ColorConceptBench: A Benchmark for Probabilistic Color-Concept Understanding in Text-to-Image Models
This addresses a gap in evaluating probabilistic color-concept understanding for text-to-image models, but it is incremental as it focuses on benchmarking rather than solving the underlying issue.
The authors tackled the problem of text-to-image models' limited ability to associate colors with implicit concepts by introducing ColorConceptBench, a human-annotated benchmark with 1,281 concepts and 6,369 annotations, and found that current models lack sensitivity to abstract semantics, with this limitation resistant to scaling and guidance.

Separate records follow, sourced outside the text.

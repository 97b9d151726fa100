//! # ForumGram: a forum protocol over a plain chat transport
//!
//! This crate overlays a lightweight forum data model (boards → threads →
//! posts) on a generic peer-addressed group-chat transport that has no
//! native concept of boards or threads. Every entity is a **card**: a
//! structured text body carried by one ordinary chat message. The
//! transport *is* the database. This crate stores nothing locally and
//! guarantees only eventual discoverability of a written card, through
//! either the transport's search index or a raw history scan.
//!
//! ## Hierarchy
//!
//! ```text
//! Peer (group chat)
//!     └── Board card        fg.metadata.board
//!             └── Thread card   fg.metadata.thread  (parent: board ID)
//!                     └── Post card   fg.post       (parent: thread ID)
//! ```
//!
//! ## Layers
//!
//! - [`ids`]: random URL-safe permanent identifiers.
//! - [`escape`]: reversible escaping so the transport's rich-text layer
//!   cannot corrupt stored content.
//! - [`cards`]: the line-oriented card codec (compose/parse, defensive).
//! - [`transport`]: the consumed capability set, the canonical message
//!   record with its wire normalization adapter, and lazy connection
//!   management.
//! - [`search`]: index search with a bounded reverse history-scan fallback
//!   that papers over search-index lag.
//! - [`pagination`]: stable oldest-first pages over a newest-anchored
//!   stream.
//! - [`client`]: a connection-managed facade with the full write
//!   lifecycle (create, edit, delete for all three entity types).
//!
//! ## Usage
//!
//! ```ignore
//! use forumgram::{ForumClient, Peer};
//!
//! let client = ForumClient::new(my_connector);
//! let peer = Peer::channel(channel_id, access_hash);
//!
//! let board = client.create_board(&peer, "General", "Anything goes").await?;
//! let thread = client.create_thread(&peer, &board.id, "Hello").await?;
//! client.send_post(&peer, &thread.id, "First!").await?;
//!
//! // Freshly written cards are visible immediately, even before the
//! // transport's search index catches up.
//! let page = client.posts_page(&peer, &thread.id, 1).await?;
//! ```

pub mod cards;
pub mod client;
pub mod constants;
pub mod error;
pub mod escape;
pub mod ids;
pub mod pagination;
pub mod search;
pub mod transport;
pub mod types;

pub use cards::{
    compose_board_card, compose_post_card, compose_thread_card, parse_board_card, parse_post_card,
    parse_thread_card, BoardCard, PostCard, ThreadCard,
};
pub use client::{ClientConfig, ForumClient};
pub use error::{ForumError, Result};
pub use escape::{escape, unescape};
pub use ids::{generate_entity_id, generate_id, generate_short_id};
pub use pagination::{fetch_page, PostPage};
pub use search::{
    last_post_for_board, last_post_for_thread, last_posts_by_thread, search_boards, search_posts,
    search_threads, ScanConfig,
};
pub use transport::{Connect, ConnectionManager, MediaRef, Message, Peer, SearchPage, Transport};
pub use types::{Board, Post, Thread};
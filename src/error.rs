//! Error types for forum protocol operations.

use thiserror::Error;

/// Result type alias for forum protocol operations.
pub type Result<T> = std::result::Result<T, ForumError>;

/// Main error type for forum protocol operations.
///
/// Parse-level conditions (malformed cards, orphaned parent references) are
/// never represented here: they are recovered locally by the search and
/// pagination layers, which skip the offending message and keep going. Only
/// transport-level failures and invalid caller input surface as errors.
#[derive(Error, Debug)]
pub enum ForumError {
    /// A transport request failed (network, rate limit, server rejection).
    #[error("Transport error: {0}")]
    Transport(String),

    /// Establishing the transport connection failed.
    #[error("Connection error: {0}")]
    Connection(String),

    /// The transport refused an in-place message edit because its edit
    /// window has elapsed. The edit must not be reissued as delete+recreate:
    /// that changes the message identity and breaks grouped-media links.
    #[error("Edit window expired: the message can no longer be edited in place")]
    EditWindowExpired,

    /// A card send failed after the transport may already have committed it
    /// server-side. Retrying blindly could create a duplicate entity, so the
    /// caller must re-confirm with the user before sending again.
    #[error("Ambiguous send outcome: {0}")]
    AmbiguousSend(String),

    /// Serialization/deserialization errors at the transport boundary.
    #[error("Serialization error: {0}")]
    Serialization(String),

    /// Invalid input or arguments from the caller.
    #[error("Invalid input: {0}")]
    InvalidInput(String),
}

impl ForumError {
    /// Creates a new transport error.
    pub fn transport<T: ToString>(msg: T) -> Self {
        Self::Transport(msg.to_string())
    }

    /// Creates a new connection error.
    pub fn connection<T: ToString>(msg: T) -> Self {
        Self::Connection(msg.to_string())
    }

    /// Creates a new ambiguous-send error.
    pub fn ambiguous_send<T: ToString>(msg: T) -> Self {
        Self::AmbiguousSend(msg.to_string())
    }

    /// Creates a new serialization error.
    pub fn serialization<T: ToString>(msg: T) -> Self {
        Self::Serialization(msg.to_string())
    }

    /// Creates a new invalid input error.
    pub fn invalid_input<T: ToString>(msg: T) -> Self {
        Self::InvalidInput(msg.to_string())
    }

    /// Returns true if this error is the typed edit-window-expired failure.
    pub fn is_edit_window_expired(&self) -> bool {
        matches!(self, Self::EditWindowExpired)
    }
}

While text-to-image (T2I) models have advanced considerably, their capability to associate colors with implicit concepts remains underexplored. To address the gap, we introduce ColorConceptBench, a new human-annotated benchmark to systematically evaluate color-concept associations through the lens of probabilistic color distributions. ColorConceptBench moves beyond explicit color names or codes by probing how models translate 1,281 implicit color concepts using a foundation of 6,369 human annotations. Our evaluation of seven leading T2I models reveals that current models lack sensitivity to abstract semantics, and crucially, this limitation appears resistant to standard interventions (e.g., scaling and guidance). This demonstrates that achieving human-like color semantics requires more than larger models, but demands a fundamental shift in how models learn and represent implicit meaning.